Il y a dans le Coran des versets où il est question de la «réunion» du Coran par Dieu : «Ne remue pas ta langue pour hâter sa récitation ; c’est à Nous qu’incombent sa réunion (djam’âhou) et sa diction. Quand donc Nous le récitons, suis sa récitation. A Nous ensuite de l’exposer clairement» («al-Quiyama» v. 16 à 20). D’abord, ces versets font partie d’une sourate révélée en 31e position (75e dans l’ordre actuel), donc au début de la Révélation, alors que le Coran est encore en cours d’«exposition», et non à sa fin, à l’heure de son «rassemblement». Ensuite on peut «réunir» des matériaux dans un ordre ou un autre. Or, c’est le problème que nous soulevons ici : le Coran qui a été réuni à la fin de la Révélation et fait l’objet de plusieurs révisions entre le Prophète et l’Ange Jibril est celui-là dont l’ordre a été modifié indépendamment des motivations et explications qui viendront le justifier.

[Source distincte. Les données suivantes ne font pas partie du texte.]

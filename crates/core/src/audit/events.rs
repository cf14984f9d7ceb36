use chrono::{DateTime, Utc};
use serde::{Deserialize, Serialize};

/// Audit event types
///
/// The journal records state changes, not steady-state observations:
/// a run that is merely seen again on a later cycle produces nothing,
/// while a claim, a step result, or a ledger append always does.
#[derive(Debug, Clone, Serialize, Deserialize)]
#[serde(tag = "type", rename_all = "snake_case")]
pub enum AuditEvent {
    // Daemon lifecycle
    ServiceStarted {
        version: String,
        config_hash: String,
    },
    ServiceStopped {
        reason: String,
    },

    // Polling cycles
    CycleStarted {
        cycle_id: String,
    },
    CycleCompleted {
        cycle_id: String,
        /// Runs that went through at least one step this cycle.
        runs_processed: usize,
        runs_failed: usize,
        duration_ms: u64,
    },
    /// The cycle did not start, e.g. the execution lock is held elsewhere.
    CycleSkipped {
        cycle_id: String,
        reason: String,
    },
    StaleLockReaped {
        lock_path: String,
    },

    // Discovery
    /// A storage root could not be listed; its runs are invisible this
    /// cycle but nothing is recorded as done.
    DiscoveryUnavailable {
        recipe: String,
        provider: String,
        storage: String,
        error: String,
    },

    // Step execution
    RunClaimed {
        recipe: String,
        step: String,
        run_id: String,
    },
    StepCompleted {
        recipe: String,
        step: String,
        run_id: String,
        /// Where the output landed, when the processor produced any.
        output: Option<String>,
        duration_ms: u64,
    },
    StepFailed {
        recipe: String,
        step: String,
        run_id: String,
        error: String,
    },
    ConfigResolutionFailed {
        recipe: String,
        step: String,
        run_id: String,
        resolver: String,
        error: String,
    },
    /// The run id was appended to the step's ledger; from now on every
    /// classification of this run is a no-op for the step.
    RunRecorded {
        recipe: String,
        step: String,
        run_id: String,
        output_run_id: String,
    },
}

impl AuditEvent {
    /// Stable string identifier for the event type
    pub fn event_type(&self) -> &'static str {
        match self {
            Self::ServiceStarted { .. } => "service_started",
            Self::ServiceStopped { .. } => "service_stopped",
            Self::CycleStarted { .. } => "cycle_started",
            Self::CycleCompleted { .. } => "cycle_completed",
            Self::CycleSkipped { .. } => "cycle_skipped",
            Self::StaleLockReaped { .. } => "stale_lock_reaped",
            Self::DiscoveryUnavailable { .. } => "discovery_unavailable",
            Self::RunClaimed { .. } => "run_claimed",
            Self::StepCompleted { .. } => "step_completed",
            Self::StepFailed { .. } => "step_failed",
            Self::ConfigResolutionFailed { .. } => "config_resolution_failed",
            Self::RunRecorded { .. } => "run_recorded",
        }
    }

    /// Extract run_id if this event is tied to one run
    pub fn run_id(&self) -> Option<&str> {
        match self {
            Self::RunClaimed { run_id, .. }
            | Self::StepCompleted { run_id, .. }
            | Self::StepFailed { run_id, .. }
            | Self::ConfigResolutionFailed { run_id, .. }
            | Self::RunRecorded { run_id, .. } => Some(run_id),
            _ => None,
        }
    }

    /// Extract recipe name if this event happened inside a recipe
    pub fn recipe(&self) -> Option<&str> {
        match self {
            Self::DiscoveryUnavailable { recipe, .. }
            | Self::RunClaimed { recipe, .. }
            | Self::StepCompleted { recipe, .. }
            | Self::StepFailed { recipe, .. }
            | Self::ConfigResolutionFailed { recipe, .. }
            | Self::RunRecorded { recipe, .. } => Some(recipe),
            _ => None,
        }
    }
}

/// A stored audit record with metadata
#[derive(Debug, Clone, Serialize, Deserialize)]
pub struct AuditRecord {
    pub id: i64,
    pub timestamp: DateTime<Utc>,
    pub event_type: String,
    pub run_id: Option<String>,
    pub recipe: Option<String>,
    pub data: AuditEvent,
}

Les traditionnistes affirment aussi que le Coran a été partiellement classé par ordre de longueur décroissant des sourates par le Prophète avec l’accord de l’Ange Jibril, tout comme il aurait ordonné le transfert de certains versets d’une sourate à une autre. Mais on observe que même ce critère n’est pas respecté. En prenant le nombre de versets comme critère de classement des dix premières sourates, hors «al-Fatiha», (de 2 à 11), on n’obtient pas un résultat décroissant mais en dents de scie, en courbe sinusoïdale : 286, 200, 176, 120, 165, 206, 75, 129, 109 et 123. En prenant la deuxième dizaine (de 12 à 21) on a le même résultat : 111, 43, 52, 99, 128, 111, 110, 98, 135 et 112. Il en va de même pour la troisième : 78, 118, 64, 77, 226, 93, 88, 69, 60 et 34. Et ainsi de suite, jusqu’à la dernière sourate.
Le classement des sourates dans un ordre autre que celui de leur révélation ne pouvait pas s’effectuer sans affecter, à terme, la perspective globale et l’économie du Coran. La règle des trois unités (unité de temps, de lieu et d’action) qui vaut pour tout ouvrage, divin ou humain, a été rompue, obligeant à un détour par les «sciences religieuses» pour comprendre le sens d’un verset ou saisir les raisons d’une disposition juridique. Il ne renseigne plus sur la succession des évènements, quel fait est survenu avant l’autre et dans quelle succession sont venues les obligations et les interdictions. Alors que si l’ordre chronologique avait été gardé, n’importe qui, même le non-musulman, aurait pu accéder avec plus de facilité au sens propre et figuré des versets du Coran et connaître les circonstances dans lesquelles un verset est venu. Les opinions divergent entre les traditionnistes sur le nom des sourates dont certaines en possèdent plusieurs (cas de «al-Fatiha », de «Fatir», d’«al-Moutaffifin» et d’«at-Tawba»), sur la date et le lieu de révélation d’autres sourates («ar-Râad», «al-Insân», «al-Bayyina», etc), ainsi que sur le nombre de versets de quelques-unes d’entre elles. Des sourates mecquoises hébergent des versets médinois et, dans une proportion moindre, des sourates médinoises abritent des versets mecquois ou révélés entre les deux villes ou ailleurs. Le titrage des sourates n’est pas non plus le fait de la Révélation mais des hommes, tandis que certaines portent des titres qui les couvrent peu, comme «n-Nahl» (2 versets sur 128), ou pas du tout comme «ach-Chûra» où il n’est pas question de cette notion à l’intérieur de la sourate mais dans une autre, «al-Imrân», au verset 159.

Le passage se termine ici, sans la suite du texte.